You can determine how much data is available to read from a serial port under linux using an ioctl. Is it possible to determine how much buffer space remains for the serial port when writing to it? Effectively I want to write a block of data to a serial port, succeeding only if it can all be offloaded in one go, or failing if it would have to be chunked. The writes and reads to the ports are non-blocking.

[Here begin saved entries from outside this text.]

//! Per-observation record and its derived columns

use chrono::NaiveDateTime;
use serde::{Deserialize, Serialize};
use std::collections::BTreeMap;

use super::{Installation, ParamArray, N_PARAMS};

/// Whether a row arrived in the current run or was sealed by a previous one.
///
/// Only `New` rows are ever (re)computed. `Historical` rows may be read to fill
/// a window but their columns are never written.
#[derive(Debug, Clone, Copy, PartialEq, Eq, Hash, Serialize, Deserialize)]
#[serde(rename_all = "snake_case")]
pub enum Provenance {
    New,
    Historical,
}

/// Raw percentage deviations from the nominal baseline. `None` = missing.
pub type DeviationVector = [Option<f64>; N_PARAMS];

/// Discontinuity markers that reset trend continuity.
#[derive(Debug, Clone, Copy, PartialEq, Serialize, Deserialize)]
pub struct DiscontinuityFlags {
    /// Days since the previous observation of the same installation (0 for the first)
    pub days_since_prev: f64,
    /// First observation of the installation, or gap above the shop-visit limit
    pub shop_visit: bool,
    /// Sister engine differs from the previous observation's
    pub sister_change: bool,
}

impl DiscontinuityFlags {
    pub fn breaks_continuity(&self) -> bool {
        self.shop_visit || self.sister_change
    }
}

/// The two degradation modes the pipeline tracks evidence for.
#[derive(Debug, Clone, Copy, PartialEq, Eq, Hash, PartialOrd, Ord, Serialize, Deserialize)]
#[serde(rename_all = "snake_case")]
pub enum DegradationMode {
    /// First-compressor efficiency loss
    FirstStage,
    /// Second-compressor efficiency loss
    SecondStage,
}

impl DegradationMode {
    pub const ALL: [DegradationMode; 2] = [DegradationMode::FirstStage, DegradationMode::SecondStage];

    /// Column prefix used in reports.
    pub fn column_prefix(&self) -> &'static str {
        match self {
            DegradationMode::FirstStage => "FIRST_STAGE",
            DegradationMode::SecondStage => "SECOND_STAGE",
        }
    }
}

impl std::fmt::Display for DegradationMode {
    fn fmt(&self, f: &mut std::fmt::Formatter<'_>) -> std::fmt::Result {
        match self {
            DegradationMode::FirstStage => write!(f, "first-stage"),
            DegradationMode::SecondStage => write!(f, "second-stage"),
        }
    }
}

/// One (identifier, coefficient, contribution magnitude) slot of a fit.
#[derive(Debug, Clone, PartialEq, Serialize, Deserialize)]
pub struct AttributionSlot {
    pub identifier: String,
    pub coefficient: f64,
    /// |coefficient × signature norm|
    pub magnitude: f64,
}

/// Winning signature combination for one (observation, lag).
#[derive(Debug, Clone, PartialEq, Serialize, Deserialize)]
pub struct Attribution {
    /// 1..=3 slots, in enumeration order of the winning combination
    pub slots: Vec<AttributionSlot>,
    /// ‖observed − fitted‖ / ‖observed‖
    pub relative_error: f64,
    /// ‖observed − fitted‖
    pub residual_magnitude: f64,
}

impl Attribution {
    /// Whether any slot carries the given signature identifier.
    pub fn contains(&self, identifier: &str) -> bool {
        self.slots.iter().any(|s| s.identifier == identifier)
    }
}

/// Rolling statistics of one damage-shift subsequence at one row.
#[derive(Debug, Clone, PartialEq, Serialize, Deserialize)]
pub struct ExceedanceStats {
    pub rolling_max: f64,
    pub rolling_mean: f64,
    /// Fraction of the window strictly above each configured threshold, in threshold order
    pub fractions: Vec<f64>,
}

/// All columns owned by one lag depth.
#[derive(Debug, Clone, Default, PartialEq, Serialize, Deserialize)]
pub struct LagColumns {
    /// Trend(t) − Trend(t − lag)
    #[serde(default)]
    pub shift: Option<ParamArray>,
    /// Euclidean norm of `shift`; `Some(0.0)` for a zero shift, `None` if the shift is undefined
    #[serde(default)]
    pub observed_magnitude: Option<f64>,
    #[serde(default)]
    pub attribution: Option<Attribution>,
    #[serde(default)]
    pub first_stage_damage: Option<f64>,
    #[serde(default)]
    pub second_stage_damage: Option<f64>,
    #[serde(default)]
    pub first_stage_stats: Option<ExceedanceStats>,
    #[serde(default)]
    pub second_stage_stats: Option<ExceedanceStats>,
}

impl LagColumns {
    pub fn damage(&self, mode: DegradationMode) -> Option<f64> {
        match mode {
            DegradationMode::FirstStage => self.first_stage_damage,
            DegradationMode::SecondStage => self.second_stage_damage,
        }
    }

    pub fn set_damage(&mut self, mode: DegradationMode, value: Option<f64>) {
        match mode {
            DegradationMode::FirstStage => self.first_stage_damage = value,
            DegradationMode::SecondStage => self.second_stage_damage = value,
        }
    }

    pub fn stats(&self, mode: DegradationMode) -> Option<&ExceedanceStats> {
        match mode {
            DegradationMode::FirstStage => self.first_stage_stats.as_ref(),
            DegradationMode::SecondStage => self.second_stage_stats.as_ref(),
        }
    }

    pub fn set_stats(&mut self, mode: DegradationMode, stats: Option<ExceedanceStats>) {
        match mode {
            DegradationMode::FirstStage => self.first_stage_stats = stats,
            DegradationMode::SecondStage => self.second_stage_stats = stats,
        }
    }
}

/// One timestamped report of one installation within one flight phase.
///
/// Raw fields are supplied by ingestion; every `Option` column below them is
/// owned by exactly one pipeline stage and stays `None` until that stage runs.
#[derive(Debug, Clone, PartialEq, Serialize, Deserialize)]
pub struct PhaseRecord {
    pub installation: Installation,
    pub timestamp: NaiveDateTime,
    /// Engine fitted at the paired position, if reported
    #[serde(default)]
    pub sister_id: Option<String>,
    pub provenance: Provenance,
    pub deviation: DeviationVector,

    /// Discontinuity flagger
    #[serde(default)]
    pub flags: Option<DiscontinuityFlags>,
    /// Rolling smoother
    #[serde(default)]
    pub trend: Option<ParamArray>,
    /// Lag extractor, solver, polarity mapper, exceedance summarizer (keyed by lag depth)
    #[serde(default)]
    pub lags: BTreeMap<usize, LagColumns>,
    /// Exceedance summarizer
    #[serde(default)]
    pub evidence_count: Option<u32>,
}

impl PhaseRecord {
    /// Create a newly ingested record with no derived columns.
    pub fn new(
        installation: Installation,
        timestamp: NaiveDateTime,
        sister_id: Option<String>,
        deviation: DeviationVector,
    ) -> Self {
        Self {
            installation,
            timestamp,
            sister_id,
            provenance: Provenance::New,
            deviation,
            flags: None,
            trend: None,
            lags: BTreeMap::new(),
            evidence_count: None,
        }
    }

    pub fn is_new(&self) -> bool {
        self.provenance == Provenance::New
    }

    /// Whether this row resets trend continuity. Rows without computed flags do not.
    pub fn breaks_continuity(&self) -> bool {
        self.flags.is_some_and(|f| f.breaks_continuity())
    }

    /// The deviation vector if every component is present.
    pub fn complete_deviation(&self) -> Option<ParamArray> {
        let mut out = [0.0; N_PARAMS];
        for (slot, value) in out.iter_mut().zip(self.deviation.iter()) {
            *slot = value.filter(|v| v.is_finite())?;
        }
        Some(out)
    }

    pub fn lag(&self, depth: usize) -> Option<&LagColumns> {
        self.lags.get(&depth)
    }

    pub fn lag_mut(&mut self, depth: usize) -> &mut LagColumns {
        self.lags.entry(depth).or_default()
    }
}
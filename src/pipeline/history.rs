//! History merge and retention
//!
//! Newly ingested observations are appended to the sealed per-phase history.
//! A key already in the history is never overwritten by an incoming row.
//! After the merge each installation keeps only its most recent
//! `history.retain_points` observations.

use std::collections::{BTreeMap, HashSet};

use chrono::NaiveDateTime;
use tracing::{debug, info};

use crate::types::{Installation, PhaseRecord, PhaseTable, Provenance};

/// Merge newly ingested rows into the sealed history of the same phase.
pub fn merge_ingest(history: PhaseTable, incoming: Vec<PhaseRecord>, retain_points: usize) -> PhaseTable {
    let phase = history.phase();
    let existing: HashSet<(Installation, NaiveDateTime)> = history
        .rows()
        .iter()
        .map(|r| (r.installation.clone(), r.timestamp))
        .collect();

    let offered = incoming.len();
    let mut rows = history.into_rows();
    rows.extend(
        incoming
            .into_iter()
            .filter(|r| !existing.contains(&(r.installation.clone(), r.timestamp)))
            .map(|mut r| {
                r.provenance = Provenance::New;
                r
            }),
    );
    let mut table = PhaseTable::new(phase, rows);
    let accepted = table.new_row_count();
    if accepted < offered {
        debug!(phase = %phase, dropped = offered - accepted, "Ignored incoming rows already in history or duplicated");
    }

    let trimmed = retain_recent(&mut table, retain_points);
    info!(phase = %phase, new_rows = accepted, trimmed, rows = table.len(), "History merged");
    table
}

/// Keep the `retain_points` most recent rows of every installation.
/// Returns the number of rows removed.
pub fn retain_recent(table: &mut PhaseTable, retain_points: usize) -> usize {
    let mut keep_from: BTreeMap<Installation, NaiveDateTime> = BTreeMap::new();
    for (installation, positions) in table.installation_series() {
        if positions.len() > retain_points {
            let first_kept = positions[positions.len() - retain_points];
            keep_from.insert(installation, table.rows()[first_kept].timestamp);
        }
    }
    if keep_from.is_empty() {
        return 0;
    }

    let phase = table.phase();
    let before = table.len();
    let rows: Vec<PhaseRecord> = std::mem::replace(table, PhaseTable::empty(phase))
        .into_rows()
        .into_iter()
        .filter(|r| keep_from.get(&r.installation).map_or(true, |from| r.timestamp >= *from))
        .collect();
    *table = PhaseTable::new(phase, rows);
    before - table.len()
}

#[cfg(test)]
mod tests {
    use super::*;
    use crate::pipeline::test_support::{daily_series, day};
    use crate::types::{FlightPhase, N_PARAMS};

    fn sealed(rows: Vec<PhaseRecord>) -> PhaseTable {
        let mut table = PhaseTable::new(FlightPhase::Cruise, rows);
        table.seal();
        table
    }

    #[test]
    fn test_incoming_rows_marked_new_and_sorted() {
        let history = sealed(daily_series("E1", &[1.0, 2.0]));
        let incoming = vec![PhaseRecord::new(Installation::new("E1", "AC1", 1), day(5), None, [Some(3.0); N_PARAMS])];
        let merged = merge_ingest(history, incoming, 650);
        assert_eq!(merged.len(), 3);
        assert_eq!(merged.new_row_count(), 1);
        assert!(merged.rows()[2].is_new());
    }

    #[test]
    fn test_existing_key_is_not_overwritten() {
        let history = sealed(daily_series("E1", &[1.0, 2.0]));
        let mut clash = daily_series("E1", &[99.0]);
        clash[0].provenance = Provenance::New;
        let merged = merge_ingest(history.clone(), clash, 650);
        assert_eq!(merged, history);
        assert!(!merged.has_new_rows());
    }

    #[test]
    fn test_retention_per_installation() {
        let mut rows = daily_series("E1", &[0.0; 10]);
        rows.extend(daily_series("E2", &[0.0; 3]));
        let mut table = PhaseTable::new(FlightPhase::Climb, rows);
        let removed = retain_recent(&mut table, 4);
        assert_eq!(removed, 6);
        let series = table.installation_series();
        assert_eq!(series.values().map(Vec::len).collect::<Vec<_>>(), vec![4, 3]);
        let e1_first = table.rows().iter().find(|r| r.installation.engine_id == "E1").unwrap();
        assert_eq!(e1_first.timestamp, day(6));
    }
}
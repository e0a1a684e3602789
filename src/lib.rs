//! perfshift: fleet engine performance-shift attribution
//!
//! Turns per-flight-phase engine deviation reports into smoothed trends,
//! multi-horizon shifts, signature attributions and a cross-phase
//! degradation event ("DN fire") per installation.
//!
//! ## Architecture
//!
//! - **config**: TOML pipeline configuration with validation
//! - **types**: records, per-phase tables, signature libraries, correlation rows
//! - **pipeline**: per-phase stages, the cross-phase correlator and the orchestrator
//! - **storage**: CSV ingest and reports, JSON-lines history checkpoints

pub mod config;
pub mod types;
pub mod pipeline;
pub mod storage;

pub use config::{ConfigError, PipelineConfig};

pub use types::{
    CorrelationReport, FlightPhase, Installation, PhaseRecord, PhaseTable, Signature,
    SignatureLibraries, SignatureLibrary,
};

pub use pipeline::{Pipeline, PipelineError, PipelineOutput, PipelineReport};

pub use storage::StorageError;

I'm not expecting this to be the UARTs buffer, but the kernels memory buffer ahead of the UARTs buffer (I guess).

3
I suspect it comes down to the hardware tx/rx FIFO size, which is abstracted from you by the kernel... but does the kernel just hold it in an internal buffer when it's too much for the HW? That I do not know.Mike
That's what I expect, so there must be some upper bound on that kernels internal buffer. A bound I was expecting to be able to retrieve.Joe
It's likely worth re-evaluating the problem definition and considering alternative design options. Maybe an asynchronous IO scheme would be better. Or open w/O_NONBLOCK, look for EAGAIN.Brian Cain
Effectively I'm trying to replicate the functionality send() offers for sockets, i.e. it all goes or none goes. I'm abstracting the physical transport away from the rest of the application. The whole system is already non-blocking, so I know that the write won't block, I just don't know if it will offload all the data I want to kernel space.Joe
Ok, so try O_NONBLOCK.Brian Cain

3 Answers

5
votes

You can determine the amount of write/output.

For read:

ioctl(device_handler, TIOCINQ, &bytes);

For write:

ioctl(device_handler, TIOCOUTQ, &bytes);

Size of FIFO buffer:

serial_struct serinfo;
memset(&serinfo, 0, sizeof(serinfo));
ioctl(device_handler, TIOCGSERIAL, &serinfo);
serinfo.xmit_fifo_size;

Regards, VA.

0
votes

The serial port is a character device not a block device. It has no buffer. Character devices ( such as Serial port, keyboard, mouse) only writes and reads a character not a word. For exame if you listen to a serial someone writes " have a nice day ", if you do not listen from the time he starts typing, you would not see the entire phrase. You would see only the characters typed when you listen

0
votes

If you access serial port using file descriptor, you can use select for checking whenever the descriptor is ready for non-blocking write. I don't know whenever this works for serial ports. I used this for TCP sockets and it worked.